Collected data

--- --- ---

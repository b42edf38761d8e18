use sqlx::postgres::PgRow;
use sqlx::{PgPool, Postgres, QueryBuilder, Row};
use tracing::{debug, instrument};
use uuid::Uuid;

use livelum_core::{CompanyId, CompanyScoped, Entity, SearchCriteria};
use livelum_documents::{
    Document, DocumentId, DocumentRecord, DocumentSearchCriteria, DocumentSortField,
};

use super::{
    corrupt, count_rows, delete_from, like_pattern, map_sqlx_error, next_number_in, number_from_db,
    number_to_db, parse_label, push_company, push_order_and_window,
};
use crate::repository::{Repository, RepositoryResult, SequencedRepository};

const TABLE: &str = "documents";
const COLUMNS: &str =
    "id, company_id, number, code, title, kind, version, status, owner_id, created_at, updated_at";

#[derive(Debug, Clone)]
pub struct PgDocumentRepository {
    pool: PgPool,
}

impl PgDocumentRepository {
    pub fn new(pool: PgPool) -> Self {
        Self { pool }
    }
}

fn push_filters(qb: &mut QueryBuilder<'_, Postgres>, criteria: &DocumentSearchCriteria) {
    push_company(qb, criteria.company_id());
    if let Some(search) = criteria.search() {
        let pattern = like_pattern(search);
        qb.push(" AND (title ILIKE ")
            .push_bind(pattern.clone())
            .push(" OR code ILIKE ")
            .push_bind(pattern)
            .push(")");
    }
    if let Some(kind) = criteria.kind() {
        qb.push(" AND kind = ").push_bind(kind.as_str());
    }
    if let Some(status) = criteria.status() {
        qb.push(" AND status = ").push_bind(status.as_str());
    }
}

fn sort_column(field: DocumentSortField) -> &'static str {
    match field {
        DocumentSortField::Number => "number",
        DocumentSortField::Code => "LOWER(code)",
        DocumentSortField::Title => "LOWER(title)",
        DocumentSortField::Kind => "kind",
        DocumentSortField::Status => "status",
        DocumentSortField::UpdatedAt => "updated_at",
    }
}

fn document_from_row(row: &PgRow) -> RepositoryResult<Document> {
    let decode = |e: sqlx::Error| map_sqlx_error("decode document", e);
    let record = DocumentRecord {
        id: DocumentId::from(row.try_get::<Uuid, _>("id").map_err(decode)?),
        company_id: CompanyId::from_uuid(row.try_get("company_id").map_err(decode)?),
        number: number_from_db(TABLE, row.try_get("number").map_err(decode)?)?,
        code: row.try_get("code").map_err(decode)?,
        title: row.try_get("title").map_err(decode)?,
        kind: parse_label(TABLE, row.try_get::<&str, _>("kind").map_err(decode)?)?,
        version: row.try_get("version").map_err(decode)?,
        status: parse_label(TABLE, row.try_get::<&str, _>("status").map_err(decode)?)?,
        owner_id: row.try_get("owner_id").map_err(decode)?,
        created_at: row.try_get("created_at").map_err(decode)?,
        updated_at: row.try_get("updated_at").map_err(decode)?,
    };
    Document::from_primitives(record).map_err(|e| corrupt(TABLE, e))
}

#[async_trait::async_trait]
impl Repository<Document, DocumentSearchCriteria> for PgDocumentRepository {
    #[instrument(skip(self, document), fields(id = %document.id(), company_id = %document.company_id()), err)]
    async fn save(&self, document: &Document) -> RepositoryResult<()> {
        let r = document.to_primitives();
        sqlx::query(
            r#"
            INSERT INTO documents (
                id, company_id, number, code, title, kind, version, status, owner_id, created_at, updated_at
            )
            VALUES ($1, $2, $3, $4, $5, $6, $7, $8, $9, $10, $11)
            ON CONFLICT (id) DO UPDATE SET
                company_id = EXCLUDED.company_id,
                number = EXCLUDED.number,
                code = EXCLUDED.code,
                title = EXCLUDED.title,
                kind = EXCLUDED.kind,
                version = EXCLUDED.version,
                status = EXCLUDED.status,
                owner_id = EXCLUDED.owner_id,
                updated_at = EXCLUDED.updated_at
            "#,
        )
        .bind(r.id.as_uuid())
        .bind(r.company_id.as_uuid())
        .bind(number_to_db(r.number)?)
        .bind(&r.code)
        .bind(&r.title)
        .bind(r.kind.as_str())
        .bind(&r.version)
        .bind(r.status.as_str())
        .bind(&r.owner_id)
        .bind(r.created_at)
        .bind(r.updated_at)
        .execute(&self.pool)
        .await
        .map_err(|e| map_sqlx_error("save_document", e))?;
        debug!("document saved");
        Ok(())
    }

    #[instrument(skip(self), fields(id = %id), err)]
    async fn find_by_id(&self, id: &DocumentId) -> RepositoryResult<Option<Document>> {
        let row = sqlx::query(&format!("SELECT {COLUMNS} FROM {TABLE} WHERE id = $1"))
            .bind(id.as_uuid())
            .fetch_optional(&self.pool)
            .await
            .map_err(|e| map_sqlx_error("find_document", e))?;
        row.as_ref().map(document_from_row).transpose()
    }

    #[instrument(skip(self), err)]
    async fn find_by_criteria(&self, criteria: &DocumentSearchCriteria) -> RepositoryResult<Vec<Document>> {
        let mut qb = QueryBuilder::<Postgres>::new(format!("SELECT {COLUMNS} FROM {TABLE} WHERE TRUE"));
        push_filters(&mut qb, criteria);
        push_order_and_window(
            &mut qb,
            sort_column(criteria.sort_by()),
            criteria.sort_order(),
            criteria.pagination(),
        );
        let rows = qb
            .build()
            .fetch_all(&self.pool)
            .await
            .map_err(|e| map_sqlx_error("search_documents", e))?;
        debug!(count = rows.len(), "documents found");
        rows.iter().map(document_from_row).collect()
    }

    #[instrument(skip(self), err)]
    async fn count_by_criteria(&self, criteria: &DocumentSearchCriteria) -> RepositoryResult<u64> {
        let mut qb = QueryBuilder::<Postgres>::new(format!("SELECT COUNT(*) FROM {TABLE} WHERE TRUE"));
        push_filters(&mut qb, criteria);
        count_rows(&self.pool, qb, "count_documents").await
    }

    #[instrument(skip(self), fields(id = %id), err)]
    async fn delete(&self, id: &DocumentId) -> RepositoryResult<bool> {
        delete_from(&self.pool, TABLE, *id.as_uuid()).await
    }
}

#[async_trait::async_trait]
impl SequencedRepository<Document, DocumentSearchCriteria> for PgDocumentRepository {
    #[instrument(skip(self), fields(company_id = %company_id), err)]
    async fn next_number(&self, company_id: CompanyId) -> RepositoryResult<u32> {
        next_number_in(&self.pool, TABLE, company_id).await
    }
}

--- --- ---

Exercise description: From the first line of the entries above to the line with "const COLUMNS: &str", please return every line exactly, keeping both ends.

Exercise solution:
repository b42edf38761d8e18
use sqlx::postgres::PgRow;
use sqlx::{PgPool, Postgres, QueryBuilder, Row};
use tracing::{debug, instrument};
use uuid::Uuid;

use livelum_core::{CompanyId, CompanyScoped, Entity, SearchCriteria};
use livelum_documents::{
    Document, DocumentId, DocumentRecord, DocumentSearchCriteria, DocumentSortField,
};

use super::{
    corrupt, count_rows, delete_from, like_pattern, map_sqlx_error, next_number_in, number_from_db,
    number_to_db, parse_label, push_company, push_order_and_window,
};
use crate::repository::{Repository, RepositoryResult, SequencedRepository};

const TABLE: &str = "documents";
const COLUMNS: &str =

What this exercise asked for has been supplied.